Exercise details >>
Each line in the records that mentions the word "AwaitingFrame" needs to be listed.

Records from a data collection:
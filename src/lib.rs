//! QR Scan Library
//!
//! Point a camera at a printed code, sample live frames until one decodes,
//! report the payload exactly once and release the camera.
//!
//! # Architecture
//!
//! ```text
//! ScanSession ──acquire──▶ FrameSource
//!      │                        ▲
//!      └──▶ ScanLoop ──next_frame┘
//!              │
//!              └──detect──▶ CodeDetector
//! ```
//!
//! # Guarantees
//!
//! - **One outcome**: each session ends in exactly one of success, failure
//!   or cancellation, and at most one callback fires
//! - **Always released**: a capture handle that was opened is released
//!   exactly once, on every exit path
//! - **At-most-once detection**: once a code is found, no further frames
//!   are requested and no further detections run
//! - **Stop wins**: a result that arrives after `stop` is discarded
//!
//! # Example
//!
//! ```no_run
//! use qr_scan::{
//!     capture::{Facing, MockFrameSource},
//!     detect::{Preloaded, ScriptedDetector},
//!     scan::{ScanCallbacks, ScanSession},
//! };
//!
//! # async fn demo() {
//! let session = ScanSession::new(
//!     MockFrameSource::new(),
//!     Preloaded::new(ScriptedDetector::found_after(3, "https://example.com/menu/demo1")),
//! );
//!
//! let handle = session
//!     .start(
//!         Facing::Back,
//!         ScanCallbacks::new(
//!             |payload| println!("scanned {payload}"),
//!             |reason| eprintln!("scan failed: {reason}"),
//!         ),
//!     )
//!     .await;
//!
//! let outcome = handle.wait().await;
//! # let _ = outcome;
//! # }
//! ```

#![warn(missing_docs)]
#![warn(rust_2018_idioms)]
#![deny(unsafe_code)]

pub mod capture;
pub mod detect;
pub mod metrics;
pub mod payload;
pub mod scan;

// Re-export commonly used types at crate root
pub use capture::{CaptureConfig, CaptureError, Facing, FileConfig, Frame, FrameSource};
pub use detect::{CodeDetector, DetectionResult, DetectorConfig, DetectorProvider};
pub use metrics::ScanMetrics;
pub use payload::MenuLink;
pub use scan::{FailureReason, LoopState, ScanCallbacks, ScanOutcome, ScanSession, SessionHandle};

/// Library version.
pub const VERSION: &str = env!("CARGO_PKG_VERSION");
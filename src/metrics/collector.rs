//! Metrics collection and registry.

use crate::scan::ScanOutcome;
use prometheus::{
    Encoder, Histogram, HistogramOpts, IntCounter, IntCounterVec, IntGauge, Opts, Registry,
    TextEncoder,
};
use std::time::Duration;
use thiserror::Error;

/// Errors that can occur during metrics operations.
#[derive(Debug, Error)]
pub enum MetricsError {
    #[error("prometheus error: {0}")]
    Prometheus(#[from] prometheus::Error),
}

/// Point-in-time copy of the counters, for reports and assertions.
#[derive(Debug, Clone, Copy, Default, PartialEq, Eq)]
pub struct MetricsSnapshot {
    /// Sessions started.
    pub sessions_started: u64,
    /// Sessions currently running.
    pub sessions_active: i64,
    /// Sessions that decoded a payload.
    pub successes: u64,
    /// Sessions that ended on an error.
    pub failures: u64,
    /// Sessions stopped before a result.
    pub cancellations: u64,
    /// Detection attempts across all sessions.
    pub detect_attempts: u64,
    /// Frames sampled across all sessions.
    pub frames: u64,
}

/// Prometheus metrics shared by every session in the process.
pub struct ScanMetrics {
    registry: Registry,

    // Session metrics
    sessions_started: IntCounter,
    sessions_active: IntGauge,
    outcomes: IntCounterVec,
    failures: IntCounterVec,

    // Loop metrics
    detect_attempts: IntCounter,
    frames: IntCounter,
    detect_seconds: Histogram,
}

impl ScanMetrics {
    /// Creates a registry with all scan metrics registered.
    pub fn new() -> Result<Self, MetricsError> {
        let registry = Registry::new();

        let sessions_started = IntCounter::new(
            "qr_scan_sessions_started_total",
            "Total number of scan sessions started",
        )?;
        let sessions_active = IntGauge::new(
            "qr_scan_sessions_active",
            "Scan sessions currently holding a camera",
        )?;
        let outcomes = IntCounterVec::new(
            Opts::new(
                "qr_scan_outcomes_total",
                "Finished sessions by outcome (success, failure, cancelled)",
            ),
            &["outcome"],
        )?;
        let failures = IntCounterVec::new(
            Opts::new("qr_scan_failures_total", "Failed sessions by reason"),
            &["reason"],
        )?;

        let detect_attempts = IntCounter::new(
            "qr_scan_detect_attempts_total",
            "Total detection attempts",
        )?;
        let frames = IntCounter::new(
            "qr_scan_frames_total",
            "Total frames pulled from capture sources",
        )?;
        let detect_seconds = Histogram::with_opts(
            HistogramOpts::new(
                "qr_scan_detect_seconds",
                "Time spent in a single detection attempt",
            )
            .buckets(vec![0.001, 0.0025, 0.005, 0.01, 0.025, 0.05, 0.1, 0.25, 0.5]),
        )?;

        registry.register(Box::new(sessions_started.clone()))?;
        registry.register(Box::new(sessions_active.clone()))?;
        registry.register(Box::new(outcomes.clone()))?;
        registry.register(Box::new(failures.clone()))?;
        registry.register(Box::new(detect_attempts.clone()))?;
        registry.register(Box::new(frames.clone()))?;
        registry.register(Box::new(detect_seconds.clone()))?;

        Ok(Self {
            registry,
            sessions_started,
            sessions_active,
            outcomes,
            failures,
            detect_attempts,
            frames,
            detect_seconds,
        })
    }

    /// Counts a session start.
    pub fn session_started(&self) {
        self.sessions_started.inc();
        self.sessions_active.inc();
    }

    /// Counts a session's terminal outcome.
    pub fn session_finished(&self, outcome: &ScanOutcome) {
        self.sessions_active.dec();
        self.outcomes.with_label_values(&[outcome.kind()]).inc();
        if let ScanOutcome::Failure { reason } = outcome {
            self.failures.with_label_values(&[reason.kind()]).inc();
        }
    }

    /// Counts one sampled frame.
    pub fn record_frame(&self) {
        self.frames.inc();
    }

    /// Counts one detection attempt and its latency.
    pub fn record_attempt(&self, took: Duration) {
        self.detect_attempts.inc();
        self.detect_seconds.observe(took.as_secs_f64());
    }

    /// Copies the current counter values.
    pub fn snapshot(&self) -> MetricsSnapshot {
        MetricsSnapshot {
            sessions_started: self.sessions_started.get(),
            sessions_active: self.sessions_active.get(),
            successes: self.outcomes.with_label_values(&["success"]).get(),
            failures: self.outcomes.with_label_values(&["failure"]).get(),
            cancellations: self.outcomes.with_label_values(&["cancelled"]).get(),
            detect_attempts: self.detect_attempts.get(),
            frames: self.frames.get(),
        }
    }

    /// Returns the underlying Prometheus registry.
    pub fn registry(&self) -> &Registry {
        &self.registry
    }

    /// Encodes all metrics in Prometheus text format.
    pub fn encode(&self) -> Result<String, MetricsError> {
        let encoder = TextEncoder::new();
        let metric_families = self.registry.gather();
        let mut buffer = Vec::new();
        encoder.encode(&metric_families, &mut buffer)?;
        Ok(String::from_utf8_lossy(&buffer).into_owned())
    }
}

impl std::fmt::Debug for ScanMetrics {
    fn fmt(&self, f: &mut std::fmt::Formatter<'_>) -> std::fmt::Result {
        f.debug_struct("ScanMetrics")
            .field("snapshot", &self.snapshot())
            .finish()
    }
}
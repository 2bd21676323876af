//! Progress feedback published while a session runs.

use super::LoopState;
use std::time::Duration;

/// Snapshot of a running scan, for display only. Nothing in the loop reads
/// these values back.
#[derive(Debug, Clone, Copy, PartialEq, Eq)]
pub struct ScanProgress {
    /// Detection attempts made so far.
    pub attempts: u64,
    /// Frames pulled from the source.
    pub frames: u64,
    /// Time since the loop started.
    pub elapsed: Duration,
    /// Current loop state.
    pub state: LoopState,
}

impl Default for ScanProgress {
    fn default() -> Self {
        Self {
            attempts: 0,
            frames: 0,
            elapsed: Duration::ZERO,
            state: LoopState::Idle,
        }
    }
}

impl ScanProgress {
    /// Short prompt suitable for an overlay under the viewfinder.
    pub fn feedback_text(&self) -> String {
        match self.state {
            LoopState::Idle => "Starting camera...".to_string(),
            LoopState::AwaitingFrame | LoopState::Detecting if self.attempts == 0 => {
                "Point your camera at a QR code to scan".to_string()
            }
            LoopState::AwaitingFrame | LoopState::Detecting => format!(
                "Point your camera at a QR code to scan ({}s)",
                self.elapsed.as_secs()
            ),
            LoopState::Done => "QR code scanned".to_string(),
            LoopState::Stopped => "Scanning stopped".to_string(),
        }
    }
}
//! HTTP server for the Prometheus metrics endpoint.

use crate::metrics::ScanMetrics;
use axum::{extract::State, http::StatusCode, response::IntoResponse, routing::get, Router};
use std::net::SocketAddr;
use std::sync::Arc;
use thiserror::Error;
use tower_http::cors::CorsLayer;

/// Errors that can occur during metrics server operations.
#[derive(Debug, Error)]
pub enum ServerError {
    #[error("failed to bind to address: {0}")]
    Bind(#[from] std::io::Error),

    #[error("server error: {0}")]
    Server(String),
}

/// Configuration for the metrics server.
#[derive(Debug, Clone)]
pub struct MetricsServerConfig {
    /// Address to bind the server to.
    pub bind_addr: SocketAddr,
}

impl Default for MetricsServerConfig {
    fn default() -> Self {
        Self::with_port(9090)
    }
}

impl MetricsServerConfig {
    /// Creates a config with a custom port.
    pub fn with_port(port: u16) -> Self {
        Self {
            bind_addr: ([0, 0, 0, 0], port).into(),
        }
    }
}

/// HTTP server exposing `/metrics` and `/health`.
#[derive(Debug)]
pub struct MetricsServer {
    config: MetricsServerConfig,
    metrics: Arc<ScanMetrics>,
}

impl MetricsServer {
    /// Creates a new metrics server over a shared registry.
    pub fn new(config: MetricsServerConfig, metrics: Arc<ScanMetrics>) -> Self {
        Self { config, metrics }
    }

    fn router(&self) -> Router {
        Router::new()
            .route("/metrics", get(metrics_handler))
            .route("/health", get(health_handler))
            .layer(CorsLayer::permissive())
            .with_state(Arc::clone(&self.metrics))
    }

    /// Starts the HTTP server and runs it until it is shut down.
    pub async fn run(self) -> Result<(), ServerError> {
        let app = self.router();
        let listener = tokio::net::TcpListener::bind(self.config.bind_addr).await?;

        tracing::info!(
            addr = %self.config.bind_addr,
            "Metrics server listening"
        );

        axum::serve(listener, app)
            .await
            .map_err(|e| ServerError::Server(e.to_string()))?;

        Ok(())
    }
}

/// Handler for the /metrics endpoint.
async fn metrics_handler(State(metrics): State<Arc<ScanMetrics>>) -> impl IntoResponse {
    match metrics.encode() {
        Ok(output) => (
            StatusCode::OK,
            [("content-type", "text/plain; version=0.0.4; charset=utf-8")],
            output,
        ),
        Err(e) => (
            StatusCode::INTERNAL_SERVER_ERROR,
            [("content-type", "text/plain; charset=utf-8")],
            format!("Failed to encode metrics: {}", e),
        ),
    }
}

/// Handler for the /health endpoint.
async fn health_handler() -> impl IntoResponse {
    (StatusCode::OK, "OK")
}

Written answer >>
            LoopState::AwaitingFrame | LoopState::Detecting if self.attempts == 0 => {
            LoopState::AwaitingFrame | LoopState::Detecting => format!(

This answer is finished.